//! Web terminal server: xterm.js in the browser, remote shells behind the
//! broker.
//!
//! Run with: cargo run -p shell-broker-web [-- --config path/to/config.toml]
//!
//! Then open http://localhost:3000 in your browser.

use std::{net::SocketAddr, path::PathBuf, sync::Arc};

use anyhow::{Context, Result};
use axum::{Router, response::Html, routing::get};
use clap::Parser;
use shell_broker_core::{
    AuditSink, AuthGate, BrokerConfig, OpenGate, RemoteShell, TokenGate, config::BackendKind,
};
use shell_broker_session::{
    Broker,
    audit::{QueuedAudit, TracingAudit},
};
use shell_broker_ssh::SimulatedShell;
use shell_broker_transport::websocket::{WsState, create_ws_router};
use tower_http::{cors::CorsLayer, trace::TraceLayer};
use tracing::info;
use tracing_subscriber::{EnvFilter, layer::SubscriberExt, util::SubscriberInitExt};

/// Web terminal server for the shell broker.
#[derive(Parser, Debug)]
#[command(name = "shell-broker-web")]
#[command(version, about, long_about = None)]
struct Cli {
    /// Path to configuration file
    #[arg(short, long, env = "SHELL_BROKER_CONFIG", value_name = "FILE")]
    config: Option<PathBuf>,
}

#[tokio::main]
async fn main() -> Result<()> {
    let cli = Cli::parse();
    let config_path = cli.config.or_else(BrokerConfig::default_path);
    let config = match &config_path {
        Some(path) => BrokerConfig::load(path)
            .with_context(|| format!("Failed to load config from {}", path.display()))?,
        None => BrokerConfig::default(),
    };

    tracing_subscriber::registry()
        .with(tracing_subscriber::fmt::layer())
        .with(
            EnvFilter::try_from_default_env()
                .unwrap_or_else(|_| EnvFilter::new(&config.server.log_level)),
        )
        .init();
    if let Some(path) = &config_path {
        info!(path = %path.display(), "Using config file");
    }

    let shell = backend(&config)?;
    let (audit, _audit_task) =
        QueuedAudit::spawn(Arc::new(TracingAudit), config.audit.queue_capacity);
    let audit: Arc<dyn AuditSink> = Arc::new(audit);
    let broker = Arc::new(Broker::new(shell, audit, &config));
    let sweeper = broker.spawn_sweeper();

    let auth: Arc<dyn AuthGate> = if config.auth_enabled() {
        info!(tokens = config.auth.tokens.len(), "Token authentication enabled");
        Arc::new(TokenGate::new(
            config.auth.cookie_name.clone(),
            config.auth.tokens.clone(),
        ))
    } else {
        info!("Authentication disabled, all callers are anonymous");
        Arc::new(OpenGate)
    };

    let app = Router::new()
        .route("/", get(index_handler))
        .merge(create_ws_router(WsState::new(Arc::clone(&broker), auth)))
        .layer(TraceLayer::new_for_http())
        .layer(CorsLayer::permissive());

    let addr = config.server.bind;
    let listener = tokio::net::TcpListener::bind(addr)
        .await
        .with_context(|| format!("Failed to bind {addr}"))?;
    info!("Server listening on http://{addr}");

    axum::serve(
        listener,
        app.into_make_service_with_connect_info::<SocketAddr>(),
    )
    .with_graceful_shutdown(shutdown_signal())
    .await
    .context("Server error")?;

    sweeper.abort();
    broker.shutdown().await;
    info!("Server stopped");
    Ok(())
}

fn backend(config: &BrokerConfig) -> Result<Arc<dyn RemoteShell>> {
    match config.backend.kind {
        BackendKind::Simulated => {
            info!("Using simulated shell backend");
            Ok(Arc::new(SimulatedShell::new()))
        }
        #[cfg(feature = "russh")]
        BackendKind::Russh => {
            info!(term = %config.session.term, "Using SSH backend");
            Ok(Arc::new(shell_broker_ssh::RusshShell::new(
                config.session.term.clone(),
            )))
        }
        #[cfg(not(feature = "russh"))]
        BackendKind::Russh => {
            anyhow::bail!("backend.kind = \"russh\" needs the `russh` feature of shell-broker-web")
        }
    }
}

async fn shutdown_signal() {
    if tokio::signal::ctrl_c().await.is_err() {
        tracing::warn!("Failed to listen for shutdown signal");
        std::future::pending::<()>().await;
    }
    info!("Shutdown signal received");
}

async fn index_handler() -> Html<&'static str> {
    Html(INDEX_HTML)
}

const INDEX_HTML: &str = r#"<!DOCTYPE html>
<html>
<head>
    <title>Shell Broker - Terminal</title>
    <link rel="stylesheet" href="https://cdn.jsdelivr.net/npm/xterm@5.3.0/css/xterm.css" />
    <script src="https://cdn.jsdelivr.net/npm/xterm@5.3.0/lib/xterm.js"></script>
    <script src="https://cdn.jsdelivr.net/npm/xterm-addon-fit@0.8.0/lib/xterm-addon-fit.js"></script>
    <style>
        body {
            margin: 0;
            padding: 20px;
            background: #1e1e1e;
            color: #d4d4d4;
            font-family: system-ui, sans-serif;
        }
        h1 { color: #fff; margin-bottom: 10px; }
        form { display: flex; gap: 8px; margin-bottom: 10px; flex-wrap: wrap; }
        input, button {
            background: #2d2d2d;
            color: #d4d4d4;
            border: 1px solid #444;
            padding: 4px 8px;
        }
        #terminal-container {
            width: 100%;
            height: calc(100vh - 160px);
        }
        .status {
            color: #888;
            font-size: 14px;
            margin-bottom: 10px;
        }
        .connected { color: #4a4; }
        .connecting { color: #aa4; }
        .disconnected, .error { color: #a44; }
    </style>
</head>
<body>
    <h1>Shell Broker Terminal</h1>
    <form id="connect-form">
        <input id="host" placeholder="host" value="localhost" required />
        <input id="port" type="number" placeholder="port" value="22" min="1" max="65535" required />
        <input id="username" placeholder="username" required />
        <input id="password" type="password" placeholder="password" />
        <button type="submit">Connect</button>
        <button type="button" id="disconnect">Disconnect</button>
    </form>
    <div class="status" id="status">Not connected</div>
    <div id="terminal-container"></div>

    <script>
        const term = new Terminal({
            cursorBlink: true,
            fontSize: 14,
            fontFamily: 'Menlo, Monaco, "Courier New", monospace',
            theme: {
                background: '#1e1e1e',
                foreground: '#d4d4d4',
            }
        });

        const fitAddon = new FitAddon.FitAddon();
        term.loadAddon(fitAddon);
        term.open(document.getElementById('terminal-container'));
        fitAddon.fit();

        const status = document.getElementById('status');
        const encoder = new TextEncoder();
        const decoder = new TextDecoder();
        let ws;
        let connected = false;

        function setStatus(state, message) {
            status.textContent = message;
            status.className = `status ${state}`;
            connected = state === 'connected';
        }

        function toBase64(text) {
            let binary = '';
            for (const byte of encoder.encode(text)) binary += String.fromCharCode(byte);
            return btoa(binary);
        }

        function fromBase64(data) {
            const binary = atob(data);
            const bytes = new Uint8Array(binary.length);
            for (let i = 0; i < binary.length; i++) bytes[i] = binary.charCodeAt(i);
            return decoder.decode(bytes, { stream: true });
        }

        function send(msg) {
            if (ws && ws.readyState === WebSocket.OPEN) {
                ws.send(JSON.stringify(msg));
            }
        }

        function open() {
            const protocol = window.location.protocol === 'https:' ? 'wss:' : 'ws:';
            const token = new URLSearchParams(window.location.search).get('token');
            const query = token ? `?token=${encodeURIComponent(token)}` : '';
            ws = new WebSocket(`${protocol}//${window.location.host}/ws${query}`);

            ws.onclose = () => {
                setStatus('disconnected', 'Socket closed - reconnecting...');
                setTimeout(open, 2000);
            };

            ws.onerror = (err) => {
                console.error('WebSocket error:', err);
            };

            ws.onmessage = (event) => {
                try {
                    const msg = JSON.parse(event.data);
                    if (msg.type === 'output' && msg.data) {
                        term.write(fromBase64(msg.data));
                    } else if (msg.type === 'status') {
                        setStatus(msg.state, msg.message);
                        if (msg.state === 'connected') {
                            fitAddon.fit();
                            send({ type: 'resize', cols: term.cols, rows: term.rows });
                            term.focus();
                        }
                    } else if (msg.type === 'error') {
                        term.writeln(`\r\n[${msg.kind} error: ${msg.message}]\r\n`);
                    }
                } catch (e) {
                    console.error('Failed to parse message:', e);
                }
            };
        }

        document.getElementById('connect-form').addEventListener('submit', (event) => {
            event.preventDefault();
            term.reset();
            send({
                type: 'connect',
                host: document.getElementById('host').value,
                port: Number(document.getElementById('port').value),
                username: document.getElementById('username').value,
                credential: document.getElementById('password').value,
                auth_method: 'password',
                cols: term.cols,
                rows: term.rows,
            });
        });

        document.getElementById('disconnect').addEventListener('click', () => {
            send({ type: 'disconnect' });
        });

        term.onData((data) => {
            if (connected) send({ type: 'input', data: toBase64(data) });
        });

        window.addEventListener('resize', () => {
            fitAddon.fit();
            if (connected) send({ type: 'resize', cols: term.cols, rows: term.rows });
        });

        setInterval(() => send({ type: 'ping' }), 30000);

        open();
    </script>
</body>
</html>
"#;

____

Problem to work on –
Find every line in the records above that contains the word "CorsLayer", and copy each one.

Answer box –
use tower_http::{cors::CorsLayer, trace::TraceLayer};
        .layer(CorsLayer::permissive());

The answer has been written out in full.